Wissenschaft vs. Fake News?

Derartige Fakten zeigen: Die Wissenschaft bietet einige Argumente, die für das Impfen sprechen. Trotzdem unternimmt Regisseur David Sieveking in seinem Film den Versuch, einen persönlichen „Impfplan“ aufzustellen. „Was vorbildlich klingt, ist äußerst problematisch. Denn es gibt bereits einen Impfplan. Er ist das Produkt langjähriger, intensiver, objektiver Auswertungen“ der STIKO, kommentiert ZEIT-Redakteur Jakob Simmank. Zwar sei Wissenschaft immer nur eine Annäherung an die Wirklichkeit. „Aber sie ist – gerade wenn es ums Impfen geht – eine verdammt gute Annäherung, die auf jahrzehntelanger Arbeit fußt“, schreibt er. 

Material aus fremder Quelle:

use std::fs;
use std::sync::LazyLock;

use camino::{Utf8Component, Utf8Path, Utf8PathBuf};
use regex::Regex;
use serde::Serialize;
use serde::de::DeserializeOwned;
use tempfile::Builder;
use tracing::{debug, info, warn};

use crate::document::MapDocument;
use crate::domain::Galaxy;
use crate::error::MapperError;

pub const DEFAULT_GALAXY_FILE: &str = "neweden.json";
pub const DEFAULT_MAPS_DIR: &str = "maps";

static MAP_ID: LazyLock<Regex> =
    LazyLock::new(|| Regex::new(r"^[A-Za-z0-9_-]+$").expect("map id pattern compiles"));

/// Flat-file home of the galaxy snapshot and the per-region map documents.
#[derive(Debug, Clone)]
pub struct MapStore {
    root: Utf8PathBuf,
    galaxy_file: String,
    maps_dir: String,
}

#[derive(Debug, Clone)]
pub struct WrittenOutput {
    pub galaxy_path: Utf8PathBuf,
    pub maps: Vec<Utf8PathBuf>,
}

impl MapStore {
    pub fn new(root: Utf8PathBuf) -> Self {
        Self::with_layout(root, DEFAULT_GALAXY_FILE, DEFAULT_MAPS_DIR)
    }

    pub fn with_layout(root: Utf8PathBuf, galaxy_file: &str, maps_dir: &str) -> Self {
        Self {
            root,
            galaxy_file: galaxy_file.to_string(),
            maps_dir: maps_dir.to_string(),
        }
    }

    pub fn root(&self) -> &Utf8Path {
        &self.root
    }

    pub fn galaxy_path(&self) -> Utf8PathBuf {
        self.root.join(&self.galaxy_file)
    }

    pub fn maps_dir(&self) -> Utf8PathBuf {
        self.root.join(&self.maps_dir)
    }

    pub fn map_path(&self, id: &str) -> Result<Utf8PathBuf, MapperError> {
        validate_map_id(id)?;
        Ok(self.maps_dir().join(format!("{id}.json")))
    }

    /// Identifiers of every stored map document, sorted.
    pub fn list_maps(&self) -> Result<Vec<String>, MapperError> {
        let dir = self.maps_dir();
        if !dir.as_std_path().exists() {
            return Ok(Vec::new());
        }
        let entries =
            fs::read_dir(dir.as_std_path()).map_err(|err| MapperError::Filesystem(err.to_string()))?;
        let mut ids = Vec::new();
        for entry in entries {
            let entry = entry.map_err(|err| MapperError::Filesystem(err.to_string()))?;
            let path = entry.path();
            if !path.is_file() || path.extension().map(|ext| ext != "json").unwrap_or(true) {
                continue;
            }
            if let Some(stem) = path.file_stem().and_then(|stem| stem.to_str()) {
                if validate_map_id(stem).is_ok() {
                    ids.push(stem.to_string());
                }
            }
        }
        ids.sort();
        Ok(ids)
    }

    pub fn load_map(&self, id: &str) -> Result<MapDocument, MapperError> {
        let path = self.map_path(id)?;
        if !path.as_std_path().exists() {
            return Err(MapperError::UnknownMapDocument(id.to_string()));
        }
        let content = fs::read_to_string(path.as_std_path())
            .map_err(|err| MapperError::Filesystem(err.to_string()))?;
        serde_json::from_str(&content).map_err(|err| MapperError::MalformedMapDocument {
            id: id.to_string(),
            message: err.to_string(),
        })
    }

    pub fn load_galaxy(&self) -> Result<Galaxy, MapperError> {
        let path = self.galaxy_path();
        if !path.as_std_path().exists() {
            return Err(MapperError::MissingGalaxy(path.into_std_path_buf()));
        }
        read_json(&path)
    }

    /// Writes the snapshot and all documents into a staging directory next to
    /// the destination, then moves them over the previous output.
    ///
    /// The previous maps directory is moved aside rather than deleted, and is
    /// put back if either move fails. Directories cannot be exchanged
    /// atomically, so readers may briefly find no maps directory between the
    /// two renames.
    pub fn write_output(
        &self,
        galaxy: &Galaxy,
        documents: &[MapDocument],
    ) -> Result<WrittenOutput, MapperError> {
        validate_layout(&self.galaxy_file, &self.maps_dir)?;
        for document in documents {
            validate_map_id(&document.name)?;
        }
        create_dir_all(&self.root)?;
        let staging = tempdir_in(&self.root, ".spyglass-stage")?;
        let staging_root = utf8_dir(&staging)?;

        let staged_galaxy = staging_root.join(&self.galaxy_file);
        let staged_maps = staging_root.join(&self.maps_dir);
        if let Some(parent) = staged_galaxy.parent() {
            create_dir_all(parent)?;
        }
        write_json(&staged_galaxy, galaxy)?;
        create_dir_all(&staged_maps)?;

        let mut maps = Vec::with_capacity(documents.len());
        for document in documents {
            write_json(&staged_maps.join(format!("{}.json", document.name)), document)?;
            maps.push(self.maps_dir().join(format!("{}.json", document.name)));
        }
        debug!(staging = %staging_root, documents = documents.len(), "staged output");

        let galaxy_path = self.galaxy_path();
        let live_maps = self.maps_dir();
        for path in [&galaxy_path, &live_maps] {
            if let Some(parent) = path.parent() {
                create_dir_all(parent)?;
            }
        }

        let retired = tempdir_in(&self.root, ".spyglass-retired")?;
        let retired_maps = utf8_dir(&retired)?.join("maps");
        let had_previous = live_maps.as_std_path().exists();
        if had_previous {
            rename(&live_maps, &retired_maps)?;
        }
        if let Err(err) = rename(&staged_maps, &live_maps) {
            restore_maps(had_previous, &retired_maps, &live_maps);
            return Err(err);
        }
        if let Err(err) = rename(&staged_galaxy, &galaxy_path) {
            if let Err(cleanup) = fs::remove_dir_all(live_maps.as_std_path()) {
                warn!(path = %live_maps, error = %cleanup, "could not remove new maps");
            }
            restore_maps(had_previous, &retired_maps, &live_maps);
            return Err(err);
        }

        info!(galaxy = %galaxy_path, maps = maps.len(), "output written");
        Ok(WrittenOutput { galaxy_path, maps })
    }
}

/// Checks that the snapshot file and maps directory are plain relative paths
/// under the output root and that neither contains the other.
pub fn validate_layout(galaxy_file: &str, maps_dir: &str) -> Result<(), MapperError> {
    let galaxy = plain_relative("output.galaxy_path", galaxy_file)?;
    let maps = plain_relative("output.maps_dir", maps_dir)?;
    if galaxy.starts_with(maps) || maps.starts_with(galaxy) {
        return Err(MapperError::InvalidConfig {
            field: "output".to_string(),
            message: format!("{galaxy_file:?} and {maps_dir:?} must not nest"),
        });
    }
    Ok(())
}

fn plain_relative<'a>(field: &str, value: &'a str) -> Result<&'a Utf8Path, MapperError> {
    let path = Utf8Path::new(value);
    let plain = path
        .components()
        .all(|component| matches!(component, Utf8Component::Normal(_)));
    if value.trim().is_empty() || !plain {
        return Err(MapperError::InvalidConfig {
            field: field.to_string(),
            message: format!("{value:?} must be a relative path of plain names"),
        });
    }
    Ok(path)
}

fn restore_maps(had_previous: bool, retired: &Utf8Path, live: &Utf8Path) {
    if !had_previous {
        return;
    }
    if let Err(err) = rename(retired, live) {
        warn!(path = %live, error = %err, "could not restore previous maps");
    }
}

fn tempdir_in(root: &Utf8Path, prefix: &str) -> Result<tempfile::TempDir, MapperError> {
    Builder::new()
        .prefix(prefix)
        .tempdir_in(root.as_std_path())
        .map_err(|err| MapperError::Filesystem(err.to_string()))
}

fn utf8_dir(dir: &tempfile::TempDir) -> Result<Utf8PathBuf, MapperError> {
    Utf8PathBuf::from_path_buf(dir.path().to_path_buf())
        .map_err(|_| MapperError::Filesystem("invalid staging dir".to_string()))
}

fn create_dir_all(path: &Utf8Path) -> Result<(), MapperError> {
    fs::create_dir_all(path.as_std_path()).map_err(|err| MapperError::Filesystem(err.to_string()))
}

fn rename(from: &Utf8Path, to: &Utf8Path) -> Result<(), MapperError> {
    fs::rename(from.as_std_path(), to.as_std_path())
        .map_err(|err| MapperError::Filesystem(format!("{from} -> {to}: {err}")))
}

pub fn validate_map_id(id: &str) -> Result<(), MapperError> {
    if MAP_ID.is_match(id) {
        Ok(())
    } else {
        Err(MapperError::InvalidMapId(id.to_string()))
    }
}

/// Pretty JSON with tab indentation and a trailing newline.
pub fn to_tab_json<T: Serialize + ?Sized>(value: &T) -> Result<Vec<u8>, MapperError> {
    let mut out = Vec::new();
    let formatter = serde_json::ser::PrettyFormatter::with_indent(b"\t");
    let mut serializer = serde_json::Serializer::with_formatter(&mut out, formatter);
    value
        .serialize(&mut serializer)
        .map_err(|err| MapperError::Filesystem(err.to_string()))?;
    out.push(b'\n');
    Ok(out)
}

fn write_json<T: Serialize + ?Sized>(path: &Utf8Path, value: &T) -> Result<(), MapperError> {
    let content = to_tab_json(value)?;
    fs::write(path.as_std_path(), content).map_err(|err| MapperError::Filesystem(err.to_string()))
}

fn read_json<T: DeserializeOwned>(path: &Utf8Path) -> Result<T, MapperError> {
    let content = fs::read_to_string(path.as_std_path())
        .map_err(|err| MapperError::Filesystem(err.to_string()))?;
    serde_json::from_str(&content)
        .map_err(|err| MapperError::Filesystem(format!("{path}: {err}")))
}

Impfen: Ja oder Nein? Obwohl es hier auch um eine soziale Verantwortung geht, muss das letztlich jeder selbst entscheiden, denn in Deutschland gibt es keine Impfpflicht. Die wissenschaftlichen Fakten sprechen klar dafür – sie müssen sich jedoch im Zeitalter der sozialen Medien zunehmend gegen Fake News behaupten, wie eine jüngst veröffentlichte US-amerikanische Studie zeigte. Sie hatte herausgefunden, dass Software-Roboter und russische Trolle Falschinformationen zum Impfen im Internet verbreitet haben. So hätten etwa die automatisierten Bots mit Angaben über die vermeintlichen Gefahren des Impfens versucht, Nutzer über Verlinkungen auf fragwürdige Webseiten oder Werbeangebote zu bringen. Gegen solche Trolle und Bots hat es selbst die Wissenschaft schwer.